Of course, the proof of this self-evident truth is a bit
more excruciating among the unenlightened, pragmatically
speaking.  But granted that, from a formal point of view
communication among several interpreters is not all that
different, isomorphically speaking, from the various and
sundry forms of autodialogue that constitute the thought
of supposedly isolated interpreters.  Altogether then it
is inescapable that 3-adic relations of a signal variety
form the irreducible core of all information interchange.
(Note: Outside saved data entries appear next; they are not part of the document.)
use thiserror::Error;

/// Errors detected when setting up a [`Decoder`](struct.Decoder.html).
///
/// These are API misuse errors and are returned through `Result`.
/// Anomalies in the byte stream itself are never returned: they are reported in-band as
/// [`DecodeError`](enum.DecodeError.html)s through the handler's `error` slot.
#[derive(Error, Copy, Clone, Debug, PartialEq, Eq, Hash)]
#[non_exhaustive]
pub enum Error {
    /// The system-exclusive buffer cannot hold a single byte.
    #[error("sysex buffer must have a capacity of at least 1 byte")]
    ZeroCapacity,
}

/// The result type used when constructing decoders.
pub type Result<T> = core::result::Result<T, Error>;

/// A local anomaly in the MIDI byte stream.
///
/// None of these are fatal: after reporting, the decoder waits for the next status byte and
/// resynchronizes on its own. Treating them as diagnostics (eg. to log a noisy MIDI line) is
/// perfectly fine.
#[derive(Error, Copy, Clone, Debug, PartialEq, Eq, Hash)]
pub enum DecodeError {
    /// A data byte arrived while no message was known to be in progress.
    ///
    /// Happens when the stream is picked up in the middle of a message, or after a message was
    /// cut short.
    #[error("data byte without a message in progress")]
    MessageAborted,
    /// A data byte arrived where a status byte was required, for example right after a
    /// single-shot system common message completed.
    #[error("unexpected data byte after a completed message")]
    UnexpectedData,
    /// A system-exclusive message outgrew the sysex buffer.
    ///
    /// Reported once per message; the whole message is discarded.
    #[error("system exclusive message larger than the {capacity} byte buffer")]
    SysexTooLarge {
        /// Capacity of the buffer that overflowed.
        capacity: usize,
    },
}
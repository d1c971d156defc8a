//! Print every MIDI message found in raw MIDI captures.
//!
//! Usage: `monitor [--capacity <n>] [FILE]...`
//!
//! Each file is decoded with its own decoder, all of them in parallel, and their transcripts are
//! printed in command line order. With no files, standard input is decoded as it arrives.
//! Timestamps are byte offsets into the input. Set `RUST_LOG` (eg. `RUST_LOG=midirx=debug`) to
//! watch the decoder resynchronize.

use midirx::{handler, Decoder, DecodeError, HeapBuffer, LiveEvent};
use rayon::prelude::*;
use std::{
    env,
    error::Error,
    fs,
    io::{self, Read, Write},
    path::PathBuf,
    process,
};
use tracing::{error, info};
use tracing_subscriber::EnvFilter;

type BoxError = Box<dyn Error + Send + Sync>;

struct Args {
    capacity: usize,
    files: Vec<PathBuf>,
}

fn parse_args() -> Result<Args, String> {
    let mut args = Args {
        capacity: HeapBuffer::DEFAULT_CAPACITY,
        files: Vec::new(),
    };
    let mut raw = env::args().skip(1);
    while let Some(arg) = raw.next() {
        match arg.as_str() {
            "--capacity" => {
                let n = raw.next().ok_or("--capacity expects a byte count")?;
                args.capacity = n
                    .parse()
                    .map_err(|err| format!("invalid capacity \"{}\": {}", n, err))?;
            }
            "-h" | "--help" => {
                return Err("usage: monitor [--capacity <n>] [FILE]...".to_string());
            }
            _ => args.files.push(arg.into()),
        }
    }
    Ok(args)
}

fn format_line(ev: Result<LiveEvent, DecodeError>, offset: usize) -> String {
    match ev {
        Ok(ev) => format!("{:>8} {}", offset, ev),
        Err(err) => format!("{:>8} error: {}", offset, err),
    }
}

/// Decode a whole capture file into its transcript.
fn transcript(data: &[u8], capacity: usize) -> Result<Vec<String>, BoxError> {
    let mut lines = Vec::new();
    let mut decoder = Decoder::new(
        HeapBuffer::with_capacity(capacity),
        handler::from_fn(|ev, offset: usize| lines.push(format_line(ev, offset))),
    )?;
    for (offset, &byte) in data.iter().enumerate() {
        decoder.feed(byte, offset);
    }
    if decoder.sysex_in_progress() {
        info!("capture ends in the middle of a sysex message");
    }
    drop(decoder);
    Ok(lines)
}

fn monitor_files(args: &Args) -> bool {
    let transcripts = args
        .files
        .par_iter()
        .map(|path| -> Result<Vec<String>, BoxError> {
            let data = fs::read(path)?;
            info!(path = %path.display(), len = data.len(), "decoding capture");
            transcript(&data, args.capacity)
        })
        .collect::<Vec<_>>();

    let stdout = io::stdout();
    let mut out = stdout.lock();
    let mut ok = true;
    for (path, transcript) in args.files.iter().zip(transcripts) {
        match transcript {
            Ok(lines) => {
                let _ = writeln!(out, "{}:", path.display());
                for line in lines {
                    let _ = writeln!(out, "{}", line);
                }
            }
            Err(err) => {
                error!(path = %path.display(), %err, "failed to decode capture");
                ok = false;
            }
        }
    }
    ok
}

fn monitor_stdin(capacity: usize) -> Result<(), Box<dyn Error>> {
    let stdout = io::stdout();
    let mut out = stdout.lock();
    let mut decoder = Decoder::new(
        HeapBuffer::with_capacity(capacity),
        handler::from_fn(|ev, offset: usize| {
            let _ = writeln!(out, "{}", format_line(ev, offset));
        }),
    )?;
    let stdin = io::stdin();
    let mut input = stdin.lock();
    let mut chunk = [0; 256];
    let mut offset = 0;
    loop {
        let read = match input.read(&mut chunk) {
            Ok(0) => break,
            Ok(read) => read,
            Err(err) if err.kind() == io::ErrorKind::Interrupted => continue,
            Err(err) => return Err(err.into()),
        };
        for &byte in &chunk[..read] {
            decoder.feed(byte, offset);
            offset += 1;
        }
    }
    decoder.teardown();
    Ok(())
}

fn main() {
    tracing_subscriber::fmt()
        .with_env_filter(EnvFilter::from_default_env())
        .with_writer(io::stderr)
        .init();

    let args = match parse_args() {
        Ok(args) => args,
        Err(msg) => {
            eprintln!("{}", msg);
            process::exit(2);
        }
    };

    if args.files.is_empty() {
        if let Err(err) = monitor_stdin(args.capacity) {
            error!(%err, "failed to decode standard input");
            process::exit(1);
        }
    } else if !monitor_files(&args) {
        process::exit(1);
    }
}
I would also like to consider the following bit of discussion:

PC: I can easily imagine agreement on a monolithic "terminological" ontology,
    which contains every concept that anyone would want to work with, defined
    in consistent terms.

JS: I agree with Leo that the naming scheme for the predicates in any
    precisely formalized ontology will have to use rather long names.
    An alternative, which I believe is preferable, is to use short names
    that are prefixed with the name of the theory in which they are used.
    For example, there might be a predicate (or concept type) "time",
    which is used in multiple theories with only a four-letter name.
    But when it is necessary to distinguish the exact predicate or type,
    the name of the theory could be prefixed to it:

    realLine.time
    integerLine.time
    realLineWithPointsAndIntervals.time

JS: Within a theory, the short name could be used, but the fully
    concatenated name would have to be used in global references.
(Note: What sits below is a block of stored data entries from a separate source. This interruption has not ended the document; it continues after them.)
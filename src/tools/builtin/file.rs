//! File primitives: read, write, list.
//!
//! All paths resolve under the calling context's workspace root; lexical
//! normalization blocks `..` escapes even through directories that do not
//! exist yet.

use std::path::{Component, Path, PathBuf};

use async_trait::async_trait;
use tokio::fs;

use crate::error::ToolError;
use crate::tools::tool::{Tool, ToolContext, optional_str, require_str};

/// Maximum file size for reading (1MB).
const MAX_READ_SIZE: u64 = 1024 * 1024;

/// Maximum file size for writing (5MB).
const MAX_WRITE_SIZE: usize = 5 * 1024 * 1024;

/// Maximum directory listing entries.
const MAX_DIR_ENTRIES: usize = 500;

/// Resolve `.` and `..` lexically, without touching the filesystem.
fn normalize_lexical(path: &Path) -> PathBuf {
    let mut components = Vec::new();
    for component in path.components() {
        match component {
            Component::ParentDir => {
                if components
                    .last()
                    .is_some_and(|c| matches!(c, Component::Normal(_)))
                {
                    components.pop();
                }
            }
            Component::CurDir => {}
            other => components.push(other),
        }
    }
    components.iter().collect()
}

/// Resolve a tool-supplied path inside the workspace, rejecting escapes.
fn resolve_in_workspace(path_str: &str, root: &Path) -> Result<PathBuf, ToolError> {
    let joined = if Path::new(path_str).is_absolute() {
        PathBuf::from(path_str)
    } else {
        root.join(path_str)
    };
    let normalized = normalize_lexical(&joined);
    let root_normalized = normalize_lexical(root);
    if !normalized.starts_with(&root_normalized) {
        return Err(ToolError::NotAuthorized {
            name: String::new(),
            reason: format!("path escapes the workspace: {path_str}"),
        });
    }
    Ok(normalized)
}

/// Read a file from the workspace.
pub struct ReadFileTool;

#[async_trait]
impl Tool for ReadFileTool {
    fn name(&self) -> &str {
        "read_file"
    }

    fn description(&self) -> &str {
        "Read a text file from the workspace. Returns the file content."
    }

    fn parameters_schema(&self) -> serde_json::Value {
        serde_json::json!({
            "type": "object",
            "properties": {
                "path": {"type": "string", "description": "Path relative to the workspace root"}
            },
            "required": ["path"]
        })
    }

    async fn execute(
        &self,
        args: serde_json::Value,
        ctx: &ToolContext,
    ) -> Result<serde_json::Value, ToolError> {
        let path = require_str(&args, "path")?;
        let full = resolve_in_workspace(path, &ctx.workspace_root)?;

        let meta = fs::metadata(&full).await.map_err(|e| ToolError::ExecutionFailed {
            name: self.name().to_string(),
            reason: format!("{path}: {e}"),
        })?;
        if meta.len() > MAX_READ_SIZE {
            return Err(ToolError::ExecutionFailed {
                name: self.name().to_string(),
                reason: format!("{path} is too large ({} bytes)", meta.len()),
            });
        }

        let content = fs::read_to_string(&full)
            .await
            .map_err(|e| ToolError::ExecutionFailed {
                name: self.name().to_string(),
                reason: format!("{path}: {e}"),
            })?;
        Ok(serde_json::Value::String(content))
    }
}

/// Write (overwrite) a file in the workspace.
pub struct WriteFileTool;

#[async_trait]
impl Tool for WriteFileTool {
    fn name(&self) -> &str {
        "write_file"
    }

    fn description(&self) -> &str {
        "Write content to a file in the workspace, creating parent directories as needed."
    }

    fn parameters_schema(&self) -> serde_json::Value {
        serde_json::json!({
            "type": "object",
            "properties": {
                "path": {"type": "string", "description": "Path relative to the workspace root"},
                "content": {"type": "string", "description": "Content to write"}
            },
            "required": ["path", "content"]
        })
    }

    async fn execute(
        &self,
        args: serde_json::Value,
        ctx: &ToolContext,
    ) -> Result<serde_json::Value, ToolError> {
        let path = require_str(&args, "path")?;
        let content = require_str(&args, "content")?;
        if content.len() > MAX_WRITE_SIZE {
            return Err(ToolError::InvalidArgs {
                name: self.name().to_string(),
                reason: format!("content too large ({} bytes)", content.len()),
            });
        }

        let full = resolve_in_workspace(path, &ctx.workspace_root)?;
        if let Some(parent) = full.parent() {
            fs::create_dir_all(parent)
                .await
                .map_err(|e| ToolError::ExecutionFailed {
                    name: self.name().to_string(),
                    reason: e.to_string(),
                })?;
        }
        fs::write(&full, content)
            .await
            .map_err(|e| ToolError::ExecutionFailed {
                name: self.name().to_string(),
                reason: format!("{path}: {e}"),
            })?;

        Ok(serde_json::json!(format!(
            "wrote {} bytes to {path}",
            content.len()
        )))
    }
}

/// List a directory in the workspace.
pub struct ListDirTool;

#[async_trait]
impl Tool for ListDirTool {
    fn name(&self) -> &str {
        "list_dir"
    }

    fn description(&self) -> &str {
        "List the entries of a workspace directory."
    }

    fn parameters_schema(&self) -> serde_json::Value {
        serde_json::json!({
            "type": "object",
            "properties": {
                "path": {"type": "string", "description": "Directory path, defaults to the workspace root"}
            }
        })
    }

    async fn execute(
        &self,
        args: serde_json::Value,
        ctx: &ToolContext,
    ) -> Result<serde_json::Value, ToolError> {
        let path = optional_str(&args, "path").unwrap_or(".");
        let full = resolve_in_workspace(path, &ctx.workspace_root)?;

        let mut entries = Vec::new();
        let mut dir = fs::read_dir(&full).await.map_err(|e| ToolError::ExecutionFailed {
            name: self.name().to_string(),
            reason: format!("{path}: {e}"),
        })?;
        while let Some(entry) = dir.next_entry().await.map_err(|e| ToolError::ExecutionFailed {
            name: self.name().to_string(),
            reason: e.to_string(),
        })? {
            let name = entry.file_name().to_string_lossy().to_string();
            let is_dir = entry.file_type().await.map(|t| t.is_dir()).unwrap_or(false);
            entries.push(if is_dir { format!("{name}/") } else { name });
            if entries.len() >= MAX_DIR_ENTRIES {
                entries.push(format!("... (truncated at {MAX_DIR_ENTRIES} entries)"));
                break;
            }
        }
        entries.sort();
        Ok(serde_json::json!(entries.join("\n")))
    }
}

#[cfg(test)]
mod tests {
    use super::*;

    fn ctx(root: &Path) -> ToolContext {
        ToolContext::rooted_at(root.to_path_buf())
    }

    #[test]
    fn lexical_normalization_strips_dot_segments() {
        let p = normalize_lexical(Path::new("/a/b/../c/./d"));
        assert_eq!(p, PathBuf::from("/a/c/d"));
    }

    #[test]
    fn traversal_is_rejected() {
        let err = resolve_in_workspace("../outside.txt", Path::new("/work/ws"));
        assert!(matches!(err, Err(ToolError::NotAuthorized { .. })));
    }

    #[tokio::test]
    async fn write_then_read_roundtrip() {
        let dir = tempfile::tempdir().unwrap();
        let ctx = ctx(dir.path());

        let write = WriteFileTool;
        let out = write
            .execute(
                serde_json::json!({"path": "notes/hello.txt", "content": "hi there"}),
                &ctx,
            )
            .await
            .unwrap();
        assert!(out.as_str().unwrap().contains("8 bytes"));

        let read = ReadFileTool;
        let content = read
            .execute(serde_json::json!({"path": "notes/hello.txt"}), &ctx)
            .await
            .unwrap();
        assert_eq!(content.as_str().unwrap(), "hi there");
    }

    #[tokio::test]
    async fn list_dir_marks_directories() {
        let dir = tempfile::tempdir().unwrap();
        tokio::fs::create_dir(dir.path().join("sub")).await.unwrap();
        tokio::fs::write(dir.path().join("file.txt"), "x").await.unwrap();

        let listing = ListDirTool
            .execute(serde_json::json!({}), &ctx(dir.path()))
            .await
            .unwrap();
        let listing = listing.as_str().unwrap();
        assert!(listing.contains("sub/"));
        assert!(listing.contains("file.txt"));
    }

    #[tokio::test]
    async fn read_missing_file_fails() {
        let dir = tempfile::tempdir().unwrap();
        let err = ReadFileTool
            .execute(serde_json::json!({"path": "nope.txt"}), &ctx(dir.path()))
            .await;
        assert!(matches!(err, Err(ToolError::ExecutionFailed { .. })));
    }
}
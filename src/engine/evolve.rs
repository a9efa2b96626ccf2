//! Capability synthesis hook for the turn-limit recovery path.
//!
//! When enabled, a loop that hits its turn limit with no extension tool
//! available may ask a synthesizer to produce one new capability, then retry
//! the whole loop once with it registered. The default implementation is a
//! no-op: synthesis stays off unless an embedder wires in a real one.

use std::sync::Arc;

use async_trait::async_trait;

use crate::tools::tool::Tool;

/// Produces new callable capabilities on demand.
#[async_trait]
pub trait CapabilitySynthesizer: Send + Sync {
    /// Attempt to synthesize a tool suited to `instruction`. `None` means
    /// nothing could be produced and the loop fails over to the plain
    /// turn-limit message.
    async fn synthesize(&self, instruction: &str) -> Option<Arc<dyn Tool>>;
}

/// Disabled synthesizer: never produces anything.
pub struct NoEvolution;

#[async_trait]
impl CapabilitySynthesizer for NoEvolution {
    async fn synthesize(&self, _instruction: &str) -> Option<Arc<dyn Tool>> {
        None
    }
}
//! Per-worker tool/backend allow-deny policy.
//!
//! Policy entries are either concrete names (`shell`, `dispatch_worker`,
//! backend names like `codex`) or groups (`group:all`, `group:coding`) that
//! expand at evaluation time. Deny always wins over allow for the same name.

use std::collections::HashMap;

use serde::{Deserialize, Serialize};
use tokio::sync::RwLock;
use uuid::Uuid;

use crate::llm::ToolDefinition;

/// Concrete names `group:coding` expands to.
const GROUP_CODING: &[&str] = &["read_file", "write_file", "list_dir", "shell"];

/// Allow/deny lists for one worker.
#[derive(Debug, Clone, Serialize, Deserialize, Default)]
pub struct ToolPolicy {
    /// Allowed names and groups. Empty means "allow everything not denied".
    #[serde(default)]
    pub allow: Vec<String>,
    /// Denied names and groups.
    #[serde(default)]
    pub deny: Vec<String>,
}

impl ToolPolicy {
    pub fn allow_all() -> Self {
        Self {
            allow: vec!["group:all".to_string()],
            deny: Vec::new(),
        }
    }

    pub fn deny_only(deny: Vec<String>) -> Self {
        Self {
            allow: Vec::new(),
            deny,
        }
    }

    /// Whether `name` is allowed under this policy. Deny wins.
    pub fn allows(&self, name: &str) -> bool {
        if self.deny.iter().any(|entry| entry_matches(entry, name)) {
            return false;
        }
        if self.allow.is_empty() {
            return true;
        }
        self.allow.iter().any(|entry| entry_matches(entry, name))
    }
}

/// Does a policy entry (name or group) cover `name`?
fn entry_matches(entry: &str, name: &str) -> bool {
    match entry {
        "group:all" => true,
        "group:coding" => GROUP_CODING.contains(&name),
        other => other == name,
    }
}

/// Policy store keyed by worker, with a default for workers without one.
pub struct PolicyGate {
    policies: RwLock<HashMap<Uuid, ToolPolicy>>,
    default_policy: ToolPolicy,
}

impl PolicyGate {
    pub fn new(default_policy: ToolPolicy) -> Self {
        Self {
            policies: RwLock::new(HashMap::new()),
            default_policy,
        }
    }

    pub async fn set_policy(&self, worker_id: Uuid, policy: ToolPolicy) {
        self.policies.write().await.insert(worker_id, policy);
    }

    pub async fn policy_for(&self, worker_id: Option<Uuid>) -> ToolPolicy {
        if let Some(id) = worker_id {
            if let Some(policy) = self.policies.read().await.get(&id) {
                return policy.clone();
            }
        }
        self.default_policy.clone()
    }

    /// Whether `name` (tool or backend) may run for this worker.
    pub async fn allowed(&self, worker_id: Option<Uuid>, name: &str) -> bool {
        self.policy_for(worker_id).await.allows(name)
    }

    /// Filter tool declarations down to what policy permits.
    pub async fn filter_tools(
        &self,
        worker_id: Option<Uuid>,
        tools: Vec<ToolDefinition>,
    ) -> Vec<ToolDefinition> {
        let policy = self.policy_for(worker_id).await;
        tools.into_iter().filter(|t| policy.allows(&t.name)).collect()
    }
}

impl Default for PolicyGate {
    fn default() -> Self {
        Self::new(ToolPolicy::allow_all())
    }
}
Maybe this would work if theoretical contexts were like rooms, in which
the people come and go, never setting autopoetic feet in any two parlers
at one and the same existential.moment.of.interpretive.time, but we know
that this prufrockian fantasy is not how the rest of us live our lives,
always stacking more haceks on our heads at once than all the world's
arche.type.set.in.their.way orthographies can barely contemplate.

Try to imagine the shape and the size of the index tree that it
would take to resolve the ambiguity of that one little sign "I".
It is supposed to mean something like "the one signifying", but
that is just a circumlocution with precisely the same degree of
ambiguity as the initial "I", or else it would not be its equal
at all, now would it?  So we need an index tree with one branch
out of the root for each conceivable signifier, speaker, writer,
whatever.  A thorny thicket indeed!

A great number of the proposals that are being tossed out for our
entertainment here have long and maculate histories.  And most of
them are done in by well-known types of computational fallacies,
of the sort that we might call the "already been computed" (ABC)
or the "oracle invoking" (OI) congames.  Maybe I can clue you
to a notion of these shell-games by means of this bit of yarn:

A contractor engages a subcontractor to design and program
a "language adept front end" (LAFE) for their established
application programming interface.  Of course, the subcon
requests a million dollars up front to study the problem,
then comes back in a year or two saying that they can do
it if the contractor can just do a bit of preprocessing
on the input supplied, or gathered from the end users.
And just of much of course, of course, it turns out
that the little bit of preprocessing is actually
informationally equivalent, perhaps in disguise,
to a solution of the subcontracted problem.

Bottom line:  The contractor goes bust.